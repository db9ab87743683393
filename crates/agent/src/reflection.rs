//! Self-evaluation of generated answers.
//!
//! The judge model is asked for `{"score": .., "reason": ..}` but is free to
//! answer in prose. Parsing tries the JSON shape first, then falls back to the
//! first number in `[0, 1]` found anywhere in the text.

use crate::events::{EventSink, WorkflowEvent};
use regex::Regex;
use sage_llm::{LlmClient, LlmRequest};
use sage_prompt::PromptSet;
use serde::Serialize;
use serde_json::Value;
use std::sync::{Arc, LazyLock};
use thiserror::Error;

/// Reason recorded when the query or the answer is empty.
pub const INCOMPLETE_INPUT_REASON: &str = "No reflection — incomplete input.";

/// Reason recorded when the judge call itself fails.
pub const REFLECTION_ERROR_REASON: &str = "Error during reflection.";

/// Reason recorded when structured output carries no usable reason.
pub const MISSING_REASON_PLACEHOLDER: &str = "Could not parse reflection output.";

/// Leftmost number that reads as a score: `0.x` or `1`/`1.0`.
static SCORE_RE: LazyLock<Regex> = LazyLock::new(|| Regex::new(r"0\.\d+|1(\.0+)?").unwrap());

/// Parsed judge output.
#[derive(Debug, Clone, PartialEq, Serialize)]
pub struct ReflectionJudgment {
    /// In `[0, 1]` when present
    pub score: Option<f32>,
    pub reason: String,
}

impl ReflectionJudgment {
    fn unscored(reason: impl Into<String>) -> Self {
        Self {
            score: None,
            reason: reason.into(),
        }
    }

    pub fn is_relevant(&self, threshold: f32) -> bool {
        self.score.is_some_and(|score| score >= threshold)
    }

    fn clamped(mut self) -> Self {
        self.score = self.score.map(|s| s.clamp(0.0, 1.0));
        self
    }
}

/// Which parsing tier produced a judgment.
#[derive(Debug, Clone, Copy, PartialEq, Eq, Serialize)]
#[serde(rename_all = "snake_case")]
pub enum ParseTier {
    Structured,
    Fallback,
    Unparsed,
}

#[derive(Debug, Error, PartialEq)]
pub enum ParseError {
    #[error("invalid JSON: {0}")]
    InvalidJson(String),

    #[error("expected a JSON object")]
    NotAnObject,

    #[error("score is not a finite number: {0}")]
    InvalidScore(String),

    #[error("reason is not a string")]
    InvalidReason,

    #[error("no score found in text")]
    NoScore,
}

/// Parse `{"score": <number or numeric string>, "reason": <string>}`.
///
/// A missing score counts as `0.0`; a boolean score as `1.0` or `0.0`. A missing or blank reason becomes
/// [`MISSING_REASON_PLACEHOLDER`]. The score is not clamped here.
pub fn parse_structured(raw: &str) -> Result<ReflectionJudgment, ParseError> {
    let value: Value =
        serde_json::from_str(raw).map_err(|e| ParseError::InvalidJson(e.to_string()))?;
    let object = value.as_object().ok_or(ParseError::NotAnObject)?;

    let score = match object.get("score") {
        None => 0.0,
        Some(Value::Number(n)) => n
            .as_f64()
            .ok_or_else(|| ParseError::InvalidScore(n.to_string()))?,
        Some(Value::String(s)) => s
            .trim()
            .parse::<f64>()
            .map_err(|_| ParseError::InvalidScore(s.clone()))?,
        Some(Value::Bool(b)) => {
            if *b {
                1.0
            } else {
                0.0
            }
        }
        Some(other) => return Err(ParseError::InvalidScore(other.to_string())),
    };
    if !score.is_finite() {
        return Err(ParseError::InvalidScore(score.to_string()));
    }

    let reason = match object.get("reason") {
        None => "",
        Some(Value::String(s)) => s.trim(),
        Some(_) => return Err(ParseError::InvalidReason),
    };
    let reason = if reason.is_empty() {
        MISSING_REASON_PLACEHOLDER
    } else {
        reason
    };

    Ok(ReflectionJudgment {
        score: Some(score as f32),
        reason: reason.to_string(),
    })
}

/// Take the leftmost score-like number in free text; the reason is the
/// whole text.
pub fn parse_fallback(raw: &str) -> Result<ReflectionJudgment, ParseError> {
    let found = SCORE_RE.find(raw).ok_or(ParseError::NoScore)?;
    let score = found
        .as_str()
        .parse::<f32>()
        .map_err(|_| ParseError::InvalidScore(found.as_str().to_string()))?;

    Ok(ReflectionJudgment {
        score: Some(score),
        reason: raw.to_string(),
    })
}

/// Trim, try both tiers in order and clamp the result into `[0, 1]`.
///
/// Never fails: text with no recognizable score yields `score: None` with the
/// text itself as the reason.
pub fn parse_judgment(raw: &str) -> (ReflectionJudgment, ParseTier) {
    let raw = raw.trim();

    let (judgment, tier) = match parse_structured(raw) {
        Ok(judgment) => (judgment, ParseTier::Structured),
        Err(structured_err) => {
            tracing::debug!(error = %structured_err, "Reflection output is not structured");
            match parse_fallback(raw) {
                Ok(judgment) => (judgment, ParseTier::Fallback),
                Err(_) => (ReflectionJudgment::unscored(raw), ParseTier::Unparsed),
            }
        }
    };

    (judgment.clamped(), tier)
}

/// Asks the judge model to grade an answer.
pub struct ReflectionScorer {
    generator: Arc<dyn LlmClient>,
    prompts: Arc<PromptSet>,
    model: String,
    temperature: f32,
    relevance_threshold: f32,
    events: Arc<dyn EventSink>,
}

impl ReflectionScorer {
    pub fn new(
        generator: Arc<dyn LlmClient>,
        prompts: Arc<PromptSet>,
        model: impl Into<String>,
        temperature: f32,
        relevance_threshold: f32,
        events: Arc<dyn EventSink>,
    ) -> Self {
        Self {
            generator,
            prompts,
            model: model.into(),
            temperature,
            relevance_threshold,
            events,
        }
    }

    /// Grade `answer` as a response to `query`.
    ///
    /// Empty input skips the model call; a failed call yields an unscored
    /// judgment. Neither case is an error.
    pub async fn reflect(&self, query: &str, answer: &str) -> ReflectionJudgment {
        if query.is_empty() || answer.is_empty() {
            self.events.emit(&WorkflowEvent::ReflectionSkipped);
            return ReflectionJudgment::unscored(INCOMPLETE_INPUT_REASON);
        }

        let raw = match self.call_judge(query, answer).await {
            Ok(raw) => raw,
            Err(error) => {
                self.events.emit(&WorkflowEvent::ReflectionFailed { error });
                return ReflectionJudgment::unscored(REFLECTION_ERROR_REASON);
            }
        };

        let (judgment, tier) = parse_judgment(&raw);
        self.events.emit(&WorkflowEvent::ReflectionParsed {
            score: judgment.score,
            tier,
            is_relevant: judgment.is_relevant(self.relevance_threshold),
        });

        judgment
    }

    async fn call_judge(&self, query: &str, answer: &str) -> Result<String, String> {
        let prompt = self
            .prompts
            .render_reflection(query, answer)
            .map_err(|e| e.to_string())?;

        let mut request =
            LlmRequest::new(prompt.user, self.model.as_str()).with_temperature(self.temperature);
        if let Some(system) = prompt.system {
            request = request.with_system(system);
        }

        let response = self
            .generator
            .complete(&request)
            .await
            .map_err(|e| e.to_string())?;

        Ok(response.content)
    }
}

-*-

→ What to work on
Only the lines that hold the word "ParseTier" are wanted; each should be pulled from the records.

→ Output
pub enum ParseTier {
pub fn parse_judgment(raw: &str) -> (ReflectionJudgment, ParseTier) {
        Ok(judgment) => (judgment, ParseTier::Structured),
                Ok(judgment) => (judgment, ParseTier::Fallback),
                Err(_) => (ReflectionJudgment::unscored(raw), ParseTier::Unparsed),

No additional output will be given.